Equine sports massage provides behavioral, physical, and preventive benefits to your equine athlete or paddock pet. Sports massage uses the hands, fingers and elbows of the therapist to target tight muscles and acupressure points. We manipulate the soft tissue to loosen muscles, joints, tendons; increase blood flow and lymphatic activity; and reduce stress. Sports massage is used in exercise warm-up; cool down; general maintenance; pre- and post-competition; and rehabilitation for working animals and pets.

Benefits of Equine Massage

  • Enhance muscle tone
  • Increase circulation
  • Improve digestion
  • Speed wound healing
  • Restore mobility to injured muscle tissue
  • Reduce stress and anxiety
  • Improve range of motion

EQUINE MASSAGE WITH THERMAL IMAGING

Thermal imaging is a non-invasive imaging technique used to measure the difference in the surface temperature of your horse.  These images  are not for medical diagnosis but can show areas of heat, infection, inflammation, and reduced blood flow in the muscular, vascular, skeletal, and nervous systems of your horse..
 
This allows me to pinpoint certain areas of a horse’s body that needs extra attention during the massage session. Owners can see for themselves the benefits of my services with before and after photos sent to them by email after the session.
 
When requesting an appointment, please request thermal imaging in addition to equine sports massage. 

 

Preparation for Treatment

Prior to the first session please complete the New Client Form so that we may start a chart for your horse. Your horse should be in his/ her stall and relatively clean and dry. 

Once you are an established client it is not necessary to be present for the massage. A quiet stall or cross ties are best for treatment to aid in relaxation and healing. Please do not book your treatment during feeding times to prevent distraction.

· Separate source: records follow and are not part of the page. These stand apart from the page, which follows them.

// SPDX-FileCopyrightText: 2026 Bruno Meilick
// SPDX-License-Identifier: LicenseRef-Disview-FreeUse-NoCopy-NoDerivatives
//
// All rights reserved.
//
// This file is part of disview and is proprietary software.
// Unauthorized copying, modification, or distribution is prohibited.

/// Title, footer and line styling helpers used by TUI rendering.
const PROMPT_PREFIX: &str = "seek> ";
const COMMENT_SEPARATOR: &str = "  ; ";

fn view_title(label: &str, key: char, tail: Option<&str>) -> String {
    let mut title = format!("─[{key}]─ {label}");
    if let Some(tail) = tail {
        let tail = tail.trim();
        if !tail.is_empty() {
            title.push(' ');
            title.push_str(tail);
        }
    }
    title.push(' ');
    title
}

fn footer_help_line(app: &App, toast_suffix: &str) -> Line<'static> {
    let theme = &app.theme;
    let mut spans = Vec::<Span<'static>>::new();
    let no_side = !app.side_visible;

    match app.pane {
        Pane::Disassembly => {
            push_footer_entry(&mut spans, theme, "MOVE", "jk");
            push_footer_entry(&mut spans, theme, "PAGE", "PgUp/PgDn");
            push_footer_entry(&mut spans, theme, "JUMP", "Enter");
        }
        Pane::Outgoing | Pane::Incoming => {
            push_footer_entry(&mut spans, theme, "SELECT", "jk");
            push_footer_entry(&mut spans, theme, "FOLLOW", "Enter");
        }
    }
    push_footer_entry(&mut spans, theme, "BACK", "Esc");
    push_footer_entry(&mut spans, theme, "SEEK", "g");
    push_footer_entry_maybe_disabled(&mut spans, theme, "PANE", "Tab", no_side);
    push_footer_entry_maybe_disabled(&mut spans, theme, "TAB", "pdv", no_side);
    push_footer_entry_maybe_disabled(&mut spans, theme, "CHART", "c", no_side);
    push_footer_entry(&mut spans, theme, "SIDE", "s");
    push_footer_entry(&mut spans, theme, "QUIT", "q");

    if !toast_suffix.is_empty() {
        spans.push(Span::raw(toast_suffix.to_owned()));
    }
    Line::from(spans)
}

fn prompt_footer_line(theme: &TuiTheme, query: &str, toast_suffix: &str) -> Line<'static> {
    let mut spans = vec![
        Span::styled(
            PROMPT_PREFIX.to_owned(),
            theme.footer_key_style().add_modifier(Modifier::BOLD),
        ),
        Span::raw(query.to_owned()),
        Span::raw("   "),
    ];
    push_footer_entry_with_separator(&mut spans, theme, "GO", "Enter", " ");
    push_footer_entry(&mut spans, theme, "CANCEL", "Esc");
    if !toast_suffix.is_empty() {
        spans.push(Span::raw(toast_suffix.to_owned()));
    }
    Line::from(spans)
}

fn footer_brand_line(theme: &TuiTheme) -> Line<'static> {
    Line::from(vec![Span::styled(
        FOOTER_BRAND.to_owned(),
        theme.header_style(),
    )])
}

fn push_footer_entry(spans: &mut Vec<Span<'static>>, theme: &TuiTheme, label: &str, value: &str) {
    push_footer_entry_maybe_disabled(spans, theme, label, value, false);
}

fn push_footer_entry_maybe_disabled(
    spans: &mut Vec<Span<'static>>,
    theme: &TuiTheme,
    label: &str,
    value: &str,
    disabled: bool,
) {
    push_footer_entry_with_separator_maybe_disabled(spans, theme, label, value, " | ", disabled);
}

fn push_footer_entry_with_separator(
    spans: &mut Vec<Span<'static>>,
    theme: &TuiTheme,
    label: &str,
    value: &str,
    separator: &'static str,
) {
    push_footer_entry_with_separator_maybe_disabled(spans, theme, label, value, separator, false);
}

fn push_footer_entry_with_separator_maybe_disabled(
    spans: &mut Vec<Span<'static>>,
    theme: &TuiTheme,
    label: &str,
    value: &str,
    separator: &'static str,
    disabled: bool,
) {
    if !spans.is_empty() {
        spans.push(Span::styled(separator.to_owned(), theme.footer_label_style()));
    }
    spans.push(Span::styled(
        format!("{}:", footer_label_ucfirst(label)),
        theme.footer_label_style(),
    ));
    spans.extend(footer_value_spans(theme, value, disabled));
}

fn footer_label_ucfirst(label: &str) -> String {
    let lower = label.to_lowercase();
    let mut chars = lower.chars();
    let Some(first) = chars.next() else {
        return String::new();
    };
    let mut out = first.to_uppercase().collect::<String>();
    out.push_str(chars.as_str());
    out
}

fn footer_value_spans(theme: &TuiTheme, value: &str, disabled: bool) -> Vec<Span<'static>> {
    let style = if disabled {
        theme.footer_label_style()
    } else {
        theme.footer_key_style()
    };
    vec![Span::styled(
        value.to_owned(),
        style.add_modifier(Modifier::BOLD),
    )]
}

/// Splits an instruction line into address, bytes, text and comment spans.
///
/// Lines without a leading address are painted whole: `;` lines as headers, others plain.
fn disasm_line(line: &str, theme: &TuiTheme, is_cursor: bool) -> Line<'static> {
    let mut spans = Vec::<Span<'static>>::new();

    if crate::viewport::parse_line_address(line).is_none() {
        let style = if line.trim_start().starts_with(';') {
            theme.header_style()
        } else {
            theme.base_style()
        };
        spans.push(Span::styled(line.to_owned(), style));
    } else {
        let (body, comment) = match line.find(COMMENT_SEPARATOR) {
            Some(idx) => (&line[..idx], Some(&line[idx..])),
            None => (line, None),
        };
        let (address, rest) = split_leading_token(body);
        let (bytes, text) = split_leading_token(rest);
        spans.push(Span::styled(address.to_owned(), theme.address_style()));
        spans.push(Span::styled(bytes.to_owned(), theme.bytes_style()));
        spans.push(Span::styled(text.to_owned(), theme.base_style()));
        if let Some(comment) = comment {
            spans.push(Span::styled(comment.to_owned(), theme.comment_style()));
        }
    }

    if is_cursor {
        for span in &mut spans {
            span.style = span.style.patch(theme.selection_style());
        }
    }
    Line::from(spans)
}

/// Returns the first whitespace-delimited token with its trailing whitespace, then the rest.
fn split_leading_token(text: &str) -> (&str, &str) {
    let start = text.len() - text.trim_start().len();
    let token_end = text[start..]
        .find(char::is_whitespace)
        .map_or(text.len(), |idx| start + idx);
    let rest_start = text[token_end..]
        .find(|ch: char| !ch.is_whitespace())
        .map_or(text.len(), |idx| token_end + idx);
    (&text[..rest_start], &text[rest_start..])
}

fn info_text(panels: &Panels, theme: &TuiTheme) -> Text<'static> {
    let mut lines = Vec::<Line<'static>>::new();
    if let Some(label) = panels.function_label() {
        lines.push(Line::styled(label.to_owned(), theme.label_style()));
    }

    let Some(offset) = panels.offset() else {
        if lines.is_empty() {
            return placeholder("No instruction under cursor", theme);
        }
        return Text::from(lines);
    };

    let label_width = offset
        .rows
        .iter()
        .map(|row| row.label.chars().count())
        .max()
        .unwrap_or(0);
    for row in &offset.rows {
        lines.push(Line::from(vec![
            Span::styled(
                format!("{:<label_width$} ", row.label),
                theme.footer_label_style(),
            ),
            Span::styled(row.value.clone(), theme.base_style()),
        ]));
    }
    if let Some(description) = offset.description.as_ref() {
        lines.push(Line::from(vec![
            Span::styled(format!("{} ", description.mnemonic), theme.label_style()),
            Span::styled(description.text.clone(), theme.comment_style()),
        ]));
    }
    Text::from(lines)
}

fn reference_line(entry: &RefEntry, theme: &TuiTheme) -> Line<'static> {
    Line::from(vec![
        Span::styled(entry.address.to_string(), theme.address_style()),
        Span::styled(
            format!(" {} ", entry.edge.kind().as_str()),
            theme.footer_label_style(),
        ),
        Span::styled(entry.preview.trim().to_owned(), theme.base_style()),
    ])
}

/// Preview text plus the scroll offset that puts the target line at the top.
fn preview_text(preview: &JumpPreview, theme: &TuiTheme) -> (Text<'static>, u16) {
    let lines: Vec<Line<'static>> = preview
        .lines
        .iter()
        .enumerate()
        .map(|(idx, line)| {
            if preview.highlight == Some(idx) {
                Line::styled(line.clone(), theme.target_style())
            } else {
                disasm_line(line, theme, false)
            }
        })
        .collect();
    let scroll = preview
        .highlight
        .map_or(0, |idx| idx.min(u16::MAX as usize) as u16);
    (Text::from(lines), scroll)
}

fn placeholder(message: &str, theme: &TuiTheme) -> Text<'static> {
    Text::from(Line::styled(message.to_owned(), theme.comment_style()))
}

/// Text rendition of the radial chart: one proportional arc of dots per metric.
fn radial_text(metrics: &GraphMetrics, theme: &TuiTheme) -> Text<'static> {
    const ARC_WIDTH: u64 = 24;
    let labeled = metrics.labeled();
    let max = labeled.iter().map(|(_, value)| *value).max().unwrap_or(0).max(1);

    let lines: Vec<Line<'static>> = labeled
        .iter()
        .map(|(label, value)| {
            let filled = ((value * ARC_WIDTH + max - 1) / max) as usize;
            let filled = if *value == 0 { 0 } else { filled.max(1) };
            Line::from(vec![
                Span::styled(format!("{label:>6} "), theme.footer_label_style()),
                Span::styled("◉".repeat(filled), theme.bar_style()),
                Span::styled(
                    "·".repeat(ARC_WIDTH as usize - filled),
                    theme.bytes_style(),
                ),
                Span::styled(format!(" {value}"), theme.base_style()),
            ])
        })
        .collect();
    Text::from(lines)
}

I will be happy to send you a photo and notes from our session if you are unable to attend.

After Treatment

Continue circulation of blood flow and release of toxins with 10-15 minutes of light exercise. Following massage we recommend hand walking or turnout of your horse in order to further stretch the muscles and relieve tension. Additionally, water is important to aid the release of toxins through the bladder. As a result your animal may appear more thirsty than usual.

Frequency

While some animals show immediate improvement, regular massage is recommended for best results and prevention of injury. Introductory and rehabilitative massage recommended every 1-2 weeks. Once we have achieved optimum results, general maintenance and prevention is recommended on a monthly basis. Heather will discuss with you the best options for your animal as each horse has different needs.

 

*Disclaimer: Sports Massage and aromatherapy are complimentary therapies that are meant to assist self- healing. These therapies are not a replacement for veterinary care. Massage professionals are not qualified to treat, diagnose, or give prognosis of any injury or illness.  Consult your veterinarian for concerns with your animal's health.